Con todos los cuidados, iniciamos el viaje de regreso. Nos acompañaron Benito con Magdalena, Simona, mi cuñado Tista y Joaquín Ocampo. Íbamos ligeros de equipaje, solo lo necesario y algunas viandas para ir consumiendo durante el camino. Al susurro de guaduales, subiendo por cañadas y peñascos, atravesando ríos y valles, deshicimos el viaje que con tanta ilusión habíamos recorrido dos años antes. Volvimos a la fangosa manigua en un retorno que nos internó, de nuevo en la inmensa, verde y misteriosa selva, con esos fantásticos seres de míticas leyendas: duendes, brujas y espantos, con los que los arrieros entretenían a los adultos y asustaban a los niños.

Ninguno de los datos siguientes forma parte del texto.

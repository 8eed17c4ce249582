// SPDX-License-Identifier: GPL-3.0-or-later WITH Classpath-exception-2.0
// This file is part of FilBeam.
//
// Copyright (c) 2025 FilBeam contributors.
//
// This program is free software: you can redistribute it and/or modify
// it under the terms of the GNU General Public License as published by
// the Free Software Foundation, either version 3 of the License, or
// (at your option) any later version.
//
// This program is distributed in the hope that it will be useful,
// but WITHOUT ANY WARRANTY; without even the implied warranty of
// MERCHANTABILITY or FITNESS FOR A PARTICULAR PURPOSE. See the
// GNU General Public License for more details.
//
// You should have received a copy of the GNU General Public License
// along with this program. If not, see <https://www.gnu.org/licenses/>.

//! Command line interface of the FilBeam node.

use fb_chain::client::ChainConfig;
use fb_gateway::GatewayConfig;
use fb_indexer::IndexerConfig;
use fb_reporter::ReporterConfig;

/// FilBeam: edge CDN and usage accounting for Filecoin content storage.
#[derive(Debug, clap::Parser)]
#[command(name = "filbeam", version, about)]
pub struct Cli {
	/// Path of the SQLite database file.
	#[arg(long, env = "FILBEAM_DATABASE_PATH", default_value = "filbeam.db")]
	pub database_path: String,

	/// Connection-pool size for the store.
	#[arg(long, default_value = "10")]
	pub database_pool_size: u32,

	/// How long shutdown waits for detached metering tasks to drain.
	#[arg(long, default_value = "30")]
	pub shutdown_grace_secs: u64,

	#[command(flatten)]
	pub gateway: GatewayConfig,

	#[command(flatten)]
	pub indexer: IndexerConfig,

	#[command(flatten)]
	pub reporter: ReporterConfig,

	#[command(flatten)]
	pub chain: ChainConfig,
}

En seis días nos reencontramos con la tierra y las personas que, meses antes, nos habían visto partir. Al llegar al pueblo, fuimos directamente a la casa de mis padres a visitar, en su lecho de enfermo, a mi papá. Él se encontraba muy maltratado por la caída pues tenía varias fracturas: el pie izquierdo, a la altura del tobillo; la mano derecha, por encima del antebrazo; con varias costillas al lado derecho; todo acompañado de hematomas por el resto del cuerpo. A pesar de su estado, se alegró mucho al vernos, con gracia, en medio de muecas de dolor, nos contó cómo el caballo se asustó con una culebra verrugoso que estaba tomando el sol al lado de camino y que, al sentirse amenazada, se lanzó contra la cabalgadura haciendo que esta perdiera el equilibrio y, con jinete a bordo, se echaran a rodar.
Me hice cargo de los negocios de la familia. La recuperación de mi papá, lentamente, se fue dando. Las fracturas del pie y la mano soldaron perfectamente, gracias a los cuidados de la negra, quien todos los días le ponía emplastos de suelda con disciplina machacada y calentada en infundia de gallina; el dolor en las costillas solo lo afectaba cuando tosía. El embarazo de Eulalia transcurrió sin problemas, su madre, mi tía Catarina, la acompañó todo el tiempo.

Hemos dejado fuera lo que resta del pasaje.